- [WORK ORDER]
Write out each entry, exactly the way it appears.

- [RECORDS FOR THE TASK]
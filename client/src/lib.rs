pub mod config;
pub mod errors;
pub mod promo;
pub mod registry;
pub mod rpc;
pub mod session;
pub mod submit_commands;
pub mod utils;
pub mod validation;

pub use errors::TicketingError;
pub use session::{Identity, Session};
pub use submit_commands::{PendingWrite, Transaction, TxStatus, TxTracker};
pub use validation::ValidatorRole;
//! Typed create/read operations for artists, venues and concerts.
//!
//! A create call does not return the id it assigned. After confirmation the
//! matching counter is re-read and the id is the value just before it.

use crate::errors::TicketingError;
use crate::session::Session;
use crate::submit_commands::submit_and_confirm;
use crate::utils::{encode_name, parse_concert_date, parse_ether};
use chrono::Utc;
use ledger_api::{Artist, Concert, ContractCall, CounterKind, Receipt, Venue};
use tracing::{debug, info};

/// A confirmed create call and the id the ledger assigned.
#[derive(Debug, Clone, PartialEq, Eq)]
pub struct Registered {
    pub id: u64,
    pub receipt: Receipt,
}

pub async fn create_artist(session: &Session, name: &str, royalty_rate: u64) -> Result<Registered, TicketingError> {
    let call = ContractCall::CreateArtist {
        name: encode_name(name)?,
        royalty_rate,
    };
    let registered = create_and_discover(session, call, CounterKind::Artist).await?;
    info!("Artist profile {:?} created with id {}", name, registered.id);
    Ok(registered)
}

pub async fn create_venue(
    session: &Session,
    name: &str,
    capacity: u64,
    commission_percent: u8,
) -> Result<Registered, TicketingError> {
    let name_word = encode_name(name)?;
    if capacity == 0 {
        return Err(TicketingError::InvalidArgument("capacity must be positive".to_string()));
    }
    if commission_percent > 100 {
        return Err(TicketingError::InvalidArgument(format!(
            "commission {}% is outside 0..=100",
            commission_percent
        )));
    }
    let call = ContractCall::CreateVenue {
        name: name_word,
        capacity,
        commission_percent,
    };
    let registered = create_and_discover(session, call, CounterKind::Venue).await?;
    info!("Venue profile {:?} created with id {}", name, registered.id);
    Ok(registered)
}

/// Schedules a concert from raw form input.
///
/// `date` is validated before `ticket_price`. Whether the artist and venue
/// ids exist is left to the ledger.
pub async fn create_concert(
    session: &Session,
    artist_id: u64,
    venue_id: u64,
    date: &str,
    ticket_price: &str,
) -> Result<Registered, TicketingError> {
    let timestamp = parse_concert_date(date, Utc::now())?;
    let ticket_price = parse_ether(ticket_price)?;
    let call = ContractCall::CreateConcert {
        artist_id,
        venue_id,
        timestamp,
        ticket_price,
    };
    let registered = create_and_discover(session, call, CounterKind::Concert).await?;
    info!(
        "Concert {} created: artist {} at venue {} on {} for {}",
        registered.id, artist_id, venue_id, timestamp, ticket_price
    );
    Ok(registered)
}

async fn create_and_discover(
    session: &Session,
    call: ContractCall,
    counter: CounterKind,
) -> Result<Registered, TicketingError> {
    let receipt = submit_and_confirm(session, call).await?;
    // Only trustworthy now that the write is final.
    let next = next_id(session, counter).await?;
    Ok(Registered {
        id: next.saturating_sub(1),
        receipt,
    })
}

pub async fn next_id(session: &Session, counter: CounterKind) -> Result<u64, TicketingError> {
    let value = session
        .ledger()
        .counter(counter)
        .await
        .map_err(TicketingError::Read)?;
    debug!("{} = {}", counter.function_name(), value);
    Ok(value)
}

pub async fn get_artist(session: &Session, id: u64) -> Result<Artist, TicketingError> {
    session.ledger().artist(id).await.map_err(TicketingError::Read)
}

pub async fn get_venue(session: &Session, id: u64) -> Result<Venue, TicketingError> {
    session.ledger().venue(id).await.map_err(TicketingError::Read)
}

pub async fn get_concert(session: &Session, id: u64) -> Result<Concert, TicketingError> {
    let concert = session.ledger().concert(id).await.map_err(TicketingError::Read)?;
    debug!("Read concert {}: {:?}", id, concert);
    Ok(concert)
}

- [ANSWER SECTION]
filename client/src/lib.rs
pub mod config;
pub mod errors;
pub mod promo;
pub mod registry;
pub mod rpc;
pub mod session;
pub mod submit_commands;
pub mod utils;
pub mod validation;

pub use errors::TicketingError;
pub use session::{Identity, Session};
pub use submit_commands::{PendingWrite, Transaction, TxStatus, TxTracker};
pub use validation::ValidatorRole;
//! Typed create/read operations for artists, venues and concerts.
//!
//! A create call does not return the id it assigned. After confirmation the
//! matching counter is re-read and the id is the value just before it.

use crate::errors::TicketingError;
use crate::session::Session;
use crate::submit_commands::submit_and_confirm;
use crate::utils::{encode_name, parse_concert_date, parse_ether};
use chrono::Utc;
use ledger_api::{Artist, Concert, ContractCall, CounterKind, Receipt, Venue};
use tracing::{debug, info};

/// A confirmed create call and the id the ledger assigned.
#[derive(Debug, Clone, PartialEq, Eq)]
pub struct Registered {
    pub id: u64,
    pub receipt: Receipt,
}

pub async fn create_artist(session: &Session, name: &str, royalty_rate: u64) -> Result<Registered, TicketingError> {
    let call = ContractCall::CreateArtist {
        name: encode_name(name)?,
        royalty_rate,
    };
    let registered = create_and_discover(session, call, CounterKind::Artist).await?;
    info!("Artist profile {:?} created with id {}", name, registered.id);
    Ok(registered)
}

pub async fn create_venue(
    session: &Session,
    name: &str,
    capacity: u64,
    commission_percent: u8,
) -> Result<Registered, TicketingError> {
    let name_word = encode_name(name)?;
    if capacity == 0 {
        return Err(TicketingError::InvalidArgument("capacity must be positive".to_string()));
    }
    if commission_percent > 100 {
        return Err(TicketingError::InvalidArgument(format!(
            "commission {}% is outside 0..=100",
            commission_percent
        )));
    }
    let call = ContractCall::CreateVenue {
        name: name_word,
        capacity,
        commission_percent,
    };
    let registered = create_and_discover(session, call, CounterKind::Venue).await?;
    info!("Venue profile {:?} created with id {}", name, registered.id);
    Ok(registered)
}

/// Schedules a concert from raw form input.
///
/// `date` is validated before `ticket_price`. Whether the artist and venue
/// ids exist is left to the ledger.
pub async fn create_concert(
    session: &Session,
    artist_id: u64,
    venue_id: u64,
    date: &str,
    ticket_price: &str,
) -> Result<Registered, TicketingError> {
    let timestamp = parse_concert_date(date, Utc::now())?;
    let ticket_price = parse_ether(ticket_price)?;
    let call = ContractCall::CreateConcert {
        artist_id,
        venue_id,
        timestamp,
        ticket_price,
    };
    let registered = create_and_discover(session, call, CounterKind::Concert).await?;
    info!(
        "Concert {} created: artist {} at venue {} on {} for {}",
        registered.id, artist_id, venue_id, timestamp, ticket_price
    );
    Ok(registered)
}

async fn create_and_discover(
    session: &Session,
    call: ContractCall,
    counter: CounterKind,
) -> Result<Registered, TicketingError> {
    let receipt = submit_and_confirm(session, call).await?;
    // Only trustworthy now that the write is final.
    let next = next_id(session, counter).await?;
    Ok(Registered {
        id: next.saturating_sub(1),
        receipt,
    })
}

pub async fn next_id(session: &Session, counter: CounterKind) -> Result<u64, TicketingError> {
    let value = session
        .ledger()
        .counter(counter)
        .await
        .map_err(TicketingError::Read)?;
    debug!("{} = {}", counter.function_name(), value);
    Ok(value)
}

pub async fn get_artist(session: &Session, id: u64) -> Result<Artist, TicketingError> {
    session.ledger().artist(id).await.map_err(TicketingError::Read)
}

pub async fn get_venue(session: &Session, id: u64) -> Result<Venue, TicketingError> {
    session.ledger().venue(id).await.map_err(TicketingError::Read)
}

pub async fn get_concert(session: &Session, id: u64) -> Result<Concert, TicketingError> {
    let concert = session.ledger().concert(id).await.map_err(TicketingError::Read)?;
    debug!("Read concert {}: {:?}", id, concert);
    Ok(concert)
}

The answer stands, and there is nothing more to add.